COS 57-9 - Dynamics of foot-and-mouth disease in African buffalo (Syncerus caffer): Calf-to-calf transmission alone is incompatible with disease persistence

Tuesday, August 8, 2017: 4:20 PM
D137, Oregon Convention Center
Erin Gorsich1, Simon Gubbins2, Brianna R. Beechler1, Bryan Charleston2, LinMari de Klerk-Lorist3, Francois Maree4, Eva Perez2, Julie L. Rushmore5, Katherine Scott4, Louis van Schalkwyk3, Fuquan Zhang2, Jan Medlock6 and Anna E. Jolles1, (1)Biomedical Sciences, Oregon State University, Corvallis, OR, (2)The Pirbright Institute, (3)South African State Veterinary Services, (4)Onderstepoort Veterinary Institute, (5)Odum School of Ecology, University of Georgia, Athens, GA, (6)Department of Department of Biomedical Sciences, Oregon State University
Background/Question/Methods

Foot and mouth disease virus is one of the most contagious pathogens known to man. The virus infects cloven-hoofed ungulates, including both wild and domestic species, and is arguably the most trade-restricting pathogen globally. In sub-Saharan Africa, African buffalo act as maintenance host for FMD, complicating disease control. However, surprisingly little is known about the dynamics of FMDV transmission in its maintenance host. We estimated the transmission and recovery rates, and the basic reproductive number (R0 ) for FMD in buffalo from empirical data, and used a mathematical model to test the idea that the virus might be maintained as a typical “childhood” infection, circulating through each year’s population of new susceptible calves.

We conducted an experimental study to estimate the transmission and recovery rates from acute FMDV infection; and a cohort study to assess the timing of births in a herd of buffalo in Kruger National Park, South Africa.

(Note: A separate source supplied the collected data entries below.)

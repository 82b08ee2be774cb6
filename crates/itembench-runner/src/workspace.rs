//! Scoped scratch directory for one grading-tool invocation.

use std::path::{Path, PathBuf};

use anyhow::{Context, Result};
use serde::Serialize;
use serde_json::Value;
use tempfile::TempDir;

const INPUT_FILE: &str = "in.json";
const OUTPUT_FILE: &str = "out.json";

/// A uniquely named temporary directory holding the tool's input and output.
///
/// On drop, the directory and everything in it is removed, whichever way
/// the scoring call ended.
pub struct ScoringWorkspace {
    dir: TempDir,
}

impl ScoringWorkspace {
    pub fn new() -> Result<Self> {
        let dir = tempfile::Builder::new()
            .prefix("incept_")
            .tempdir()
            .context("failed to create scoring workspace")?;
        Ok(Self { dir })
    }

    pub fn path(&self) -> &Path {
        self.dir.path()
    }

    pub fn input_path(&self) -> PathBuf {
        self.dir.path().join(INPUT_FILE)
    }

    pub fn output_path(&self) -> PathBuf {
        self.dir.path().join(OUTPUT_FILE)
    }

    /// Write the tool input as pretty-printed JSON.
    pub fn write_input<T: Serialize>(&self, payload: &T) -> Result<PathBuf> {
        let path = self.input_path();
        let json = serde_json::to_string_pretty(payload).context("failed to serialize payload")?;
        std::fs::write(&path, json)
            .with_context(|| format!("failed to write {}", path.display()))?;
        Ok(path)
    }

    /// Read the tool output. `None` if it is missing or not valid JSON.
    pub fn read_output(&self) -> Option<Value> {
        let path = self.output_path();
        let content = match std::fs::read_to_string(&path) {
            Ok(content) => content,
            Err(e) => {
                tracing::warn!("grading tool wrote no output at {}: {e}", path.display());
                return None;
            }
        };
        match serde_json::from_str(&content) {
            Ok(doc) => Some(doc),
            Err(e) => {
                tracing::warn!("grading tool output is not valid JSON: {e}");
                None
            }
        }
    }
}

These data allowed us to parameterize a stochastic, individual-based mathematical model representing the transmission dynamics of acute FMDV infection in African buffalo.

Results/Conclusions

FMD was transmitted readily from acutely infected animals to naïve hosts, and recovery occurred within 4-6 days, resulting in estimates for R0 of 16.4 (strain SAT3), 27.1 (SAT2), and 42.3 for SAT1. Births occurred predominantly between November and March, giving an inter-birth interval of 5 months. Our models suggest that calf-to-calf transmission alone is highly unlikely to support persistence of FMDV in buffalo populations: simulated viral transmission almost invariably burned out in less than a year for realistic herd sizes.

If the loss of maternal immunity in calves is very variable, viral persistence due to calf-to-calf transmission becomes more likely for large populations. Our team is investigating the timing of loss of maternal immunity to FMDV to evaluate this possibility. However, for small buffalo populations, other mechanisms of FMDV transmission are likely to be important for viral persistence. Possibilities include viral transmission from carrier hosts, and loss of effective immune protection in previously exposed animals, due to rapid antigenic change of the virus. Empirical data on viral shedding by carriers and the rate of viral antigenic shift are needed to evaluate the importance of these mechanisms in the dynamics of FMD in natural populations of its southern African wildlife reservoir.